**Activity:** Scan the data. Collect each line that contains the word "struct".

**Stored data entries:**
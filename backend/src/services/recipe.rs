//! Recipe service
//!
//! Reads and replaces product recipes, and resolves a composite product's
//! recipe into [`RecipeRequirement`]s joined with live ingredient stock.
//! Manufacturing and the POS reuse [`load_requirements`] and [`find_product`].

use std::collections::HashSet;

use chrono::{DateTime, Utc};
use rust_decimal::Decimal;
use serde::{Deserialize, Serialize};
use shared::{
    check_availability, recipe_unit_cost, validate_positive_quantity, validate_recipe_line,
    IngredientAvailability, RecipeRequirement,
};
use sqlx::{FromRow, PgExecutor, PgPool};
use uuid::Uuid;

use crate::error::{AppError, AppResult};
use crate::services::tenancy::TenantScope;

/// Recipe service
#[derive(Clone)]
pub struct RecipeService {
    db: PgPool,
}

/// Stock-relevant view of a product
#[derive(Debug, Clone, FromRow)]
pub struct ProductSummary {
    pub name: String,
    pub store_id: Uuid,
    pub is_composite: bool,
    pub stock_quantity: Decimal,
}

/// Recipe line with ingredient details
#[derive(Debug, Clone, Serialize, FromRow)]
pub struct RecipeLine {
    pub id: Uuid,
    pub ingredient_id: Uuid,
    pub ingredient_name: String,
    pub ingredient_sku: Option<String>,
    pub quantity_needed: Decimal,
    pub unit: String,
    pub unit_cost: Decimal,
    pub stock_quantity: Decimal,
    pub notes: Option<String>,
    pub created_at: DateTime<Utc>,
}

/// A product's full recipe
#[derive(Debug, Clone, Serialize)]
pub struct ProductRecipe {
    pub product_id: Uuid,
    pub is_composite: bool,
    pub recipe: Vec<RecipeLine>,
    /// Ingredient cost of one unit, 4 decimal places
    pub total_cost: Decimal,
}

/// One line of a recipe being saved
#[derive(Debug, Clone, Deserialize)]
pub struct RecipeLineInput {
    pub ingredient_id: Uuid,
    pub quantity_needed: Decimal,
    pub unit: String,
    pub notes: Option<String>,
}

/// Replacement recipe; an empty list clears it
#[derive(Debug, Clone, Default, Deserialize)]
pub struct SaveRecipeInput {
    #[serde(default)]
    pub ingredients: Vec<RecipeLineInput>,
}

#[derive(Debug, Clone, Serialize)]
pub struct SavedRecipe {
    pub product_id: Uuid,
    pub is_composite: bool,
    pub recipe_cost: Decimal,
    pub ingredient_count: usize,
}

/// Availability of a product as seen from its recipe
#[derive(Debug, Clone, Serialize)]
pub struct RecipeAvailability {
    pub product_id: Uuid,
    pub can_make: bool,
    #[serde(skip_serializing_if = "Option::is_none")]
    pub max_quantity: Option<i64>,
    pub requested_quantity: Decimal,
    pub availability: Vec<IngredientAvailability>,
    #[serde(skip_serializing_if = "Option::is_none")]
    pub message: Option<String>,
}

#[derive(Debug, FromRow)]
struct RequirementRow {
    ingredient_id: Uuid,
    ingredient_name: String,
    quantity_needed: Decimal,
    available: Decimal,
    unit: Option<String>,
}

impl From<RequirementRow> for RecipeRequirement {
    fn from(row: RequirementRow) -> Self {
        RecipeRequirement {
            ingredient_id: row.ingredient_id,
            ingredient_name: row.ingredient_name,
            quantity_needed: row.quantity_needed,
            available: row.available,
            unit: row.unit,
        }
    }
}

/// Look up a product inside the tenant's stores
pub async fn find_product<'e, E>(
    executor: E,
    scope: &TenantScope,
    product_id: Uuid,
    lock: bool,
) -> AppResult<ProductSummary>
where
    E: PgExecutor<'e>,
{
    let sql = format!(
        r#"
        SELECT name, store_id, is_composite, COALESCE(stock_quantity, 0) AS stock_quantity
        FROM products
        WHERE id = $1 AND store_id = ANY($2)
        {}
        "#,
        if lock { "FOR UPDATE" } else { "" }
    );

    sqlx::query_as::<_, ProductSummary>(&sql)
        .bind(product_id)
        .bind(scope.store_ids())
        .fetch_optional(executor)
        .await?
        .ok_or_else(|| AppError::NotFound("Product".to_string()))
}

/// Resolve a product's recipe against current ingredient stock.
///
/// With `lock` the ingredient rows stay locked until the caller's transaction
/// ends. Rows are locked in ingredient id order.
pub async fn load_requirements<'e, E>(
    executor: E,
    product_id: Uuid,
    lock: bool,
) -> AppResult<Vec<RecipeRequirement>>
where
    E: PgExecutor<'e>,
{
    let sql = format!(
        r#"
        SELECT r.ingredient_id, i.name AS ingredient_name, r.quantity_needed,
               COALESCE(i.stock_quantity, 0) AS available,
               COALESCE(r.unit, i.unit) AS unit
        FROM product_recipes r
        JOIN ingredients i ON i.id = r.ingredient_id
        WHERE r.product_id = $1
        ORDER BY r.ingredient_id
        {}
        "#,
        if lock { "FOR UPDATE OF i" } else { "" }
    );

    let rows = sqlx::query_as::<_, RequirementRow>(&sql)
        .bind(product_id)
        .fetch_all(executor)
        .await?;

    Ok(rows.into_iter().map(Into::into).collect())
}

/// Lock every ingredient used by the given products' recipes, in ingredient id order
pub async fn lock_recipe_ingredients<'e, E>(executor: E, product_ids: &[Uuid]) -> AppResult<()>
where
    E: PgExecutor<'e>,
{
    if product_ids.is_empty() {
        return Ok(());
    }

    sqlx::query_scalar::<_, Uuid>(
        r#"
        SELECT i.id
        FROM ingredients i
        WHERE i.id IN (SELECT ingredient_id FROM product_recipes WHERE product_id = ANY($1))
        ORDER BY i.id
        FOR UPDATE
        "#,
    )
    .bind(product_ids)
    .fetch_all(executor)
    .await?;

    Ok(())
}

/// Field-level checks on a recipe before anything is written
fn validate_recipe_input(input: &SaveRecipeInput) -> AppResult<()> {
    let mut seen = HashSet::new();
    for (index, line) in input.ingredients.iter().enumerate() {
        validate_recipe_line(line.quantity_needed, &line.unit)
            .map_err(|msg| AppError::validation(&format!("ingredients[{}]", index), msg))?;
        if !seen.insert(line.ingredient_id) {
            return Err(AppError::validation(
                &format!("ingredients[{}].ingredient_id", index),
                "Ingredient appears more than once in the recipe",
            ));
        }
    }
    Ok(())
}

impl RecipeService {
    /// Create a new RecipeService instance
    pub fn new(db: PgPool) -> Self {
        Self { db }
    }

    /// Get a product's recipe with its total unit cost
    pub async fn get_recipe(&self, company_id: Uuid, product_id: Uuid) -> AppResult<ProductRecipe> {
        let scope = TenantScope::load(&self.db, company_id).await?;
        let product = find_product(&self.db, &scope, product_id, false).await?;

        let recipe = sqlx::query_as::<_, RecipeLine>(
            r#"
            SELECT r.id, r.ingredient_id, i.name AS ingredient_name, i.sku AS ingredient_sku,
                   r.quantity_needed, r.unit, COALESCE(i.unit_cost, 0) AS unit_cost,
                   COALESCE(i.stock_quantity, 0) AS stock_quantity, r.notes, r.created_at
            FROM product_recipes r
            JOIN ingredients i ON i.id = r.ingredient_id
            WHERE r.product_id = $1
            ORDER BY r.created_at, r.id
            "#,
        )
        .bind(product_id)
        .fetch_all(&self.db)
        .await?;

        let total_cost = recipe_unit_cost(recipe.iter().map(|l| (l.quantity_needed, l.unit_cost)));

        Ok(ProductRecipe {
            product_id,
            is_composite: product.is_composite,
            recipe,
            total_cost,
        })
    }

    /// Replace a product's recipe. A non-empty recipe makes the product composite.
    pub async fn save_recipe(
        &self,
        company_id: Uuid,
        product_id: Uuid,
        input: SaveRecipeInput,
    ) -> AppResult<SavedRecipe> {
        validate_recipe_input(&input)?;

        let mut tx = self.db.begin().await?;
        let scope = TenantScope::load(&mut *tx, company_id).await?;
        find_product(&mut *tx, &scope, product_id, true).await?;

        let ingredient_ids: Vec<Uuid> = input.ingredients.iter().map(|l| l.ingredient_id).collect();
        let owned = sqlx::query_scalar::<_, i64>(
            "SELECT COUNT(*) FROM ingredients WHERE id = ANY($1) AND store_id = ANY($2)",
        )
        .bind(&ingredient_ids)
        .bind(scope.store_ids())
        .fetch_one(&mut *tx)
        .await?;
        if usize::try_from(owned).unwrap_or(0) != ingredient_ids.len() {
            return Err(AppError::NotFound("Ingredient".to_string()));
        }

        sqlx::query("DELETE FROM product_recipes WHERE product_id = $1")
            .bind(product_id)
            .execute(&mut *tx)
            .await?;

        for line in &input.ingredients {
            sqlx::query(
                r#"
                INSERT INTO product_recipes (product_id, ingredient_id, quantity_needed, unit, notes)
                VALUES ($1, $2, $3, $4, $5)
                "#,
            )
            .bind(product_id)
            .bind(line.ingredient_id)
            .bind(line.quantity_needed)
            .bind(line.unit.trim())
            .bind(&line.notes)
            .execute(&mut *tx)
            .await?;
        }

        let costs = sqlx::query_as::<_, (Decimal, Decimal)>(
            r#"
            SELECT r.quantity_needed, COALESCE(i.unit_cost, 0)
            FROM product_recipes r
            JOIN ingredients i ON i.id = r.ingredient_id
            WHERE r.product_id = $1
            "#,
        )
        .bind(product_id)
        .fetch_all(&mut *tx)
        .await?;
        let recipe_cost = recipe_unit_cost(costs);
        let is_composite = !input.ingredients.is_empty();

        sqlx::query(
            r#"
            UPDATE products
            SET is_composite = $1, recipe_cost = $2, updated_at = NOW()
            WHERE id = $3
            "#,
        )
        .bind(is_composite)
        .bind(recipe_cost)
        .bind(product_id)
        .execute(&mut *tx)
        .await?;

        tx.commit().await?;

        tracing::info!(
            product_id = %product_id,
            ingredients = input.ingredients.len(),
            %recipe_cost,
            "Recipe saved"
        );

        Ok(SavedRecipe {
            product_id,
            is_composite,
            recipe_cost,
            ingredient_count: input.ingredients.len(),
        })
    }

    /// Can `quantity` units be made from current ingredient stock
    pub async fn recipe_availability(
        &self,
        company_id: Uuid,
        product_id: Uuid,
        quantity: Decimal,
    ) -> AppResult<RecipeAvailability> {
        validate_positive_quantity(quantity).map_err(|msg| AppError::validation("quantity", msg))?;

        let scope = TenantScope::load(&self.db, company_id).await?;
        let product = find_product(&self.db, &scope, product_id, false).await?;

        if !product.is_composite {
            return Ok(RecipeAvailability {
                product_id,
                can_make: true,
                max_quantity: None,
                requested_quantity: quantity,
                availability: Vec::new(),
                message: Some("Product is not a composite product".to_string()),
            });
        }

        let requirements = load_requirements(&self.db, product_id, false).await?;
        if requirements.is_empty() {
            return Ok(RecipeAvailability {
                product_id,
                can_make: false,
                max_quantity: Some(0),
                requested_quantity: quantity,
                availability: Vec::new(),
                message: Some("No recipe defined for this product".to_string()),
            });
        }

        let report = check_availability(&requirements, quantity);
        Ok(RecipeAvailability {
            product_id,
            can_make: report.can_manufacture,
            max_quantity: Some(report.max_quantity),
            requested_quantity: quantity,
            availability: report.availability,
            message: None,
        })
    }
}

**Answer to this task:**
pub struct RecipeService {
pub struct ProductSummary {
pub struct RecipeLine {
pub struct ProductRecipe {
pub struct RecipeLineInput {
pub struct SaveRecipeInput {
pub struct SavedRecipe {
pub struct RecipeAvailability {
struct RequirementRow {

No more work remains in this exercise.